Range to reproduce from the entries below: the line with "batch resolved to", the line with "#[async_trait]", and every line in between. Give them exactly and give nothing else.

(Material for this exercise Opens)

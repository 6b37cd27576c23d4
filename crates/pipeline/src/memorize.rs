//! Memorize pipeline
//!
//! Per-message flow: append to the group buffer, replay it, ask the
//! boundary detector, and on a cut extract + persist a MemCell, batch
//! MemCells into Episodes, and slice the emitted prefix off the buffer.
//! A keyed async lock serializes the whole flow per group.

use chatmem_cache::{BufferCache, QueueItem, QueuePayload};
use chatmem_config::constants::queue::BUFFER_KEY_PREFIX;
use chatmem_core::{EpisodeSegment, RawMessage};
use chatmem_extraction::{BoundaryDecision, BoundaryDetector, EpisodeExtractor, MemCellExtractor};
use chatmem_storage::TripleStoreWriter;
use async_trait::async_trait;
use dashmap::DashMap;
use std::sync::Arc;
use tokio::sync::Mutex;

use crate::dispatcher::MessageProcessor;
use crate::PipelineError;

/// How many consecutive write failures a segment survives in the buffer
/// before it is dropped
const MAX_WRITE_RETRIES: u32 = 3;

/// Result of processing one inbound message
#[derive(Debug, Clone, PartialEq, Eq)]
pub enum ProcessOutcome {
    /// Buffered; the boundary has not fired
    Accumulated,
    /// One or more records were persisted
    Extracted { event_ids: Vec<String> },
}

#[derive(Default)]
struct GroupState {
    /// Event ids of MemCells not yet folded into an Episode
    unlinked_event_ids: Vec<String>,
    /// Consecutive triple-store failures for the current segment
    write_failures: u32,
}

/// Per-group orchestrator of the memorize flow
pub struct MemorizePipeline {
    cache: Arc<dyn BufferCache>,
    boundary: BoundaryDetector,
    memcell: MemCellExtractor,
    episode: EpisodeExtractor,
    writer: Arc<TripleStoreWriter>,
    groups: DashMap<String, Arc<Mutex<GroupState>>>,
    episode_batch_size: usize,
}

impl MemorizePipeline {
    pub fn new(
        cache: Arc<dyn BufferCache>,
        boundary: BoundaryDetector,
        memcell: MemCellExtractor,
        episode: EpisodeExtractor,
        writer: Arc<TripleStoreWriter>,
        episode_batch_size: usize,
    ) -> Self {
        Self {
            cache,
            boundary,
            memcell,
            episode,
            writer,
            groups: DashMap::new(),
            episode_batch_size: episode_batch_size.max(1),
        }
    }

    fn buffer_key(routing_key: &str) -> String {
        format!("{BUFFER_KEY_PREFIX}{routing_key}")
    }

    fn group_lock(&self, routing_key: &str) -> Arc<Mutex<GroupState>> {
        self.groups
            .entry(routing_key.to_string())
            .or_default()
            .clone()
    }

    /// Decode buffered items into messages; malformed entries are logged
    /// and skipped, they never stall the group
    fn decode_buffer(items: &[QueueItem]) -> Vec<(usize, RawMessage)> {
        let mut messages = Vec::with_capacity(items.len());
        for (index, item) in items.iter().enumerate() {
            let Some(json) = item.payload.as_json() else {
                tracing::warn!(id = %item.id, "non-json member in message buffer, skipping");
                continue;
            };
            match serde_json::from_value::<RawMessage>(json.clone()) {
                Ok(message) => messages.push((index, message)),
                Err(e) => {
                    tracing::warn!(id = %item.id, error = %e, "undecodable message in buffer, skipping");
                }
            }
        }
        messages
    }

    /// Build the closed segment for the first `cut_index` messages
    fn slice_segment(messages: &[RawMessage], cut_index: usize, group_id: &str) -> EpisodeSegment {
        let cut = cut_index.min(messages.len()).max(1);
        let emitted = &messages[..cut];
        let current_time = emitted
            .last()
            .map(|m| m.timestamp)
            .expect("segment is non-empty");

        // The newest emitted message is the one that triggered the cut
        EpisodeSegment {
            history: emitted[..cut - 1].to_vec(),
            new: vec![emitted[cut - 1].clone()],
            group_id: group_id.to_string(),
            current_time,
        }
    }

    /// Replace the buffer with the unemitted tail, keeping original ids
    /// and scores
    async fn remove_emitted(
        &self,
        buffer_key: &str,
        items: &[QueueItem],
        emitted_indices: &[usize],
    ) -> Result<(), PipelineError> {
        let remainder: Vec<QueueItem> = items
            .iter()
            .enumerate()
            .filter(|(i, _)| !emitted_indices.contains(i))
            .map(|(_, item)| item.clone())
            .collect();

        self.cache.clear(buffer_key).await?;
        self.cache.restore(buffer_key, &remainder).await?;
        Ok(())
    }

    /// Fold the group's unlinked MemCells into one Episode when the batch
    /// threshold is reached. Failures keep the batch for the next attempt.
    async fn maybe_derive_episode(&self, state: &mut GroupState) -> Option<String> {
        if state.unlinked_event_ids.len() < self.episode_batch_size {
            return None;
        }

        let batch: Vec<String> = state
            .unlinked_event_ids
            .iter()
            .take(self.episode_batch_size)
            .cloned()
            .collect();

        let cells = match self.writer.records().get_many(&batch).await {
            Ok(cells) if !cells.is_empty() => cells,
            Ok(_) => {
                tracing::warn!("episode batch resolved to no records, clearing");
                state.unlinked_event_ids.drain(..batch.len());
                return None;
            }
            Err(e) => {
                tracing::error!(error = %e, "failed to load memcells for episode");
                return None;
            }
        };

        let episode = match self.episode.extract(&cells).await {
            Ok(episode) => episode,
            Err(e) => {
                tracing::error!(error = %e, "episode extraction failed, keeping batch");
                return None;
            }
        };

        match self.writer.write(episode).await {
            Ok(receipt) => {
                state.unlinked_event_ids.drain(..batch.len());
                metrics::counter!("chatmem_episodes_written_total").increment(1);
                tracing::info!(event_id = %receipt.event_id, cells = batch.len(), "episode derived");
                Some(receipt.event_id)
            }
            Err(e) => {
                tracing::error!(error = %e, "episode write failed, keeping batch");
                None
            }
        }
    }
}

#[async_trait]
impl MessageProcessor for MemorizePipeline {
    async fn process(&self, message: &RawMessage) -> Result<ProcessOutcome, PipelineError> {
        let routing_key = message.routing_key().to_string();
        let buffer_key = Self::buffer_key(&routing_key);

        // Step 1: buffer the message under its own timestamp
        let payload = QueuePayload::Json(
            serde_json::to_value(message)
                .expect("raw message serializes"),
        );
        self.cache
            .append(&buffer_key, &payload, Some(message.timestamp_millis()))
            .await?;

        // Steps 2-6 run under the group lock: one extraction per group
        let lock = self.group_lock(&routing_key);
        let mut state = lock.lock().await;

        // Step 2: replay the full buffer in arrival order
        let items = self.cache.range_ascending(&buffer_key, None, None, None).await?;
        let decoded = Self::decode_buffer(&items);
        if decoded.is_empty() {
            return Ok(ProcessOutcome::Accumulated);
        }

        // Step 3: all-but-last is history, the newest message is `new`
        let messages: Vec<RawMessage> = decoded.iter().map(|(_, m)| m.clone()).collect();
        let (history, new) = messages.split_at(messages.len() - 1);

        // Step 4: boundary decision
        let decision = self.boundary.decide(history, new).await;
        let cut_index = match decision {
            BoundaryDecision::Emit { cut_index } => cut_index,
            BoundaryDecision::Wait { reason } => {
                tracing::debug!(group = %routing_key, reason, buffered = messages.len(), "boundary not reached");
                return Ok(ProcessOutcome::Accumulated);
            }
        };

        // Step 5: extract and persist the closed segment
        let segment = Self::slice_segment(&messages, cut_index, &message.group_id);
        let cell = match self.memcell.extract(&segment).await {
            Ok(cell) => cell,
            Err(e) => {
                // Segment dropped, buffer intact; later messages re-trigger
                tracing::error!(group = %routing_key, error = %e, "memcell extraction failed, dropping segment");
                metrics::counter!("chatmem_extraction_failures_total").increment(1);
                return Ok(ProcessOutcome::Accumulated);
            }
        };

        let receipt = match self.writer.write(cell).await {
            Ok(receipt) => receipt,
            Err(e) => {
                state.write_failures += 1;
                if state.write_failures >= MAX_WRITE_RETRIES {
                    // Give up on this segment; drop it from the buffer so
                    // the group can move on
                    tracing::error!(
                        group = %routing_key,
                        attempts = state.write_failures,
                        error = %e,
                        segment_len = cut_index,
                        "triple write failed repeatedly, dropping segment"
                    );
                    let emitted: Vec<usize> =
                        decoded.iter().take(cut_index).map(|(i, _)| *i).collect();
                    self.remove_emitted(&buffer_key, &items, &emitted).await?;
                    state.write_failures = 0;
                } else {
                    tracing::warn!(
                        group = %routing_key,
                        attempt = state.write_failures,
                        error = %e,
                        "triple write failed, segment stays buffered"
                    );
                }
                return Err(e.into());
            }
        };
        state.write_failures = 0;

        // The MemCell commits before any Episode write begins
        let mut event_ids = vec![receipt.event_id.clone()];
        state.unlinked_event_ids.push(receipt.event_id);
        if let Some(episode_id) = self.maybe_derive_episode(&mut state).await {
            event_ids.push(episode_id);
        }

        // Step 6: slice the emitted prefix off the buffer
        let emitted: Vec<usize> = decoded.iter().take(cut_index).map(|(i, _)| *i).collect();
        self.remove_emitted(&buffer_key, &items, &emitted).await?;

        metrics::counter!("chatmem_memcells_written_total").increment(1);
        tracing::info!(
            group = %routing_key,
            emitted = cut_index,
            records = event_ids.len(),
            "segment extracted"
        );
        Ok(ProcessOutcome::Extracted { event_ids })
    }
}

#[cfg(test)]
mod tests {
    use super::*;
    use chatmem_core::Scene;
    use chrono::{FixedOffset, TimeZone};

    fn msg(id: &str, minute: u32) -> RawMessage {
        RawMessage {
            message_id: id.into(),
            group_id: "g1".into(),
            group_name: String::new(),
            sender_id: "alice".into(),
            sender_name: None,
            content: format!("content {id}"),
            timestamp: FixedOffset::east_opt(0)
                .unwrap()
                .with_ymd_and_hms(2024, 6, 1, 9, minute, 0)
                .unwrap(),
            refer_list: Vec::new(),
            scene: Scene::GroupChat,
        }
    }

    fn item(message: &RawMessage) -> QueueItem {
        QueueItem {
            id: format!("id-{}", message.message_id),
            payload: QueuePayload::Json(serde_json::to_value(message).unwrap()),
            score: message.timestamp_millis(),
        }
    }

    #[test]
    fn test_decode_buffer_skips_malformed() {
        let good = msg("m1", 0);
        let items = vec![
            item(&good),
            QueueItem {
                id: "junk".into(),
                payload: QueuePayload::Json(serde_json::json!({"not": "a message"})),
                score: 1,
            },
            QueueItem {
                id: "binary".into(),
                payload: QueuePayload::Bytes(vec![1, 2, 3]),
                score: 2,
            },
        ];

        let decoded = MemorizePipeline::decode_buffer(&items);
        assert_eq!(decoded.len(), 1);
        assert_eq!(decoded[0].0, 0);
        assert_eq!(decoded[0].1.message_id, "m1");
    }

    #[test]
    fn test_slice_segment_marks_trigger_message() {
        let messages: Vec<RawMessage> = (0..5).map(|i| msg(&format!("m{i}"), i)).collect();
        let segment = MemorizePipeline::slice_segment(&messages, 3, "g1");

        assert_eq!(segment.len(), 3);
        assert_eq!(segment.history.len(), 2);
        assert_eq!(segment.new.len(), 1);
        assert_eq!(segment.new[0].message_id, "m2");
        assert_eq!(segment.first_timestamp().unwrap(), messages[0].timestamp);
        assert_eq!(segment.current_time, messages[2].timestamp);
    }

    #[test]
    fn test_slice_segment_clamps_cut() {
        let messages: Vec<RawMessage> = (0..2).map(|i| msg(&format!("m{i}"), i)).collect();
        let segment = MemorizePipeline::slice_segment(&messages, 99, "g1");
        assert_eq!(segment.len(), 2);
    }

    #[test]
    fn test_buffer_key_namespacing() {
        assert_eq!(
            MemorizePipeline::buffer_key("g1"),
            "memcell:buffer:g1"
        );
    }
}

(Material for this exercise Closes)

**Solved exercise**
                tracing::warn!("episode batch resolved to no records, clearing");
                state.unlinked_event_ids.drain(..batch.len());
                return None;
            }
            Err(e) => {
                tracing::error!(error = %e, "failed to load memcells for episode");
                return None;
            }
        };

        let episode = match self.episode.extract(&cells).await {
            Ok(episode) => episode,
            Err(e) => {
                tracing::error!(error = %e, "episode extraction failed, keeping batch");
                return None;
            }
        };

        match self.writer.write(episode).await {
            Ok(receipt) => {
                state.unlinked_event_ids.drain(..batch.len());
                metrics::counter!("chatmem_episodes_written_total").increment(1);
                tracing::info!(event_id = %receipt.event_id, cells = batch.len(), "episode derived");
                Some(receipt.event_id)
            }
            Err(e) => {
                tracing::error!(error = %e, "episode write failed, keeping batch");
                None
            }
        }
    }
}

#[async_trait]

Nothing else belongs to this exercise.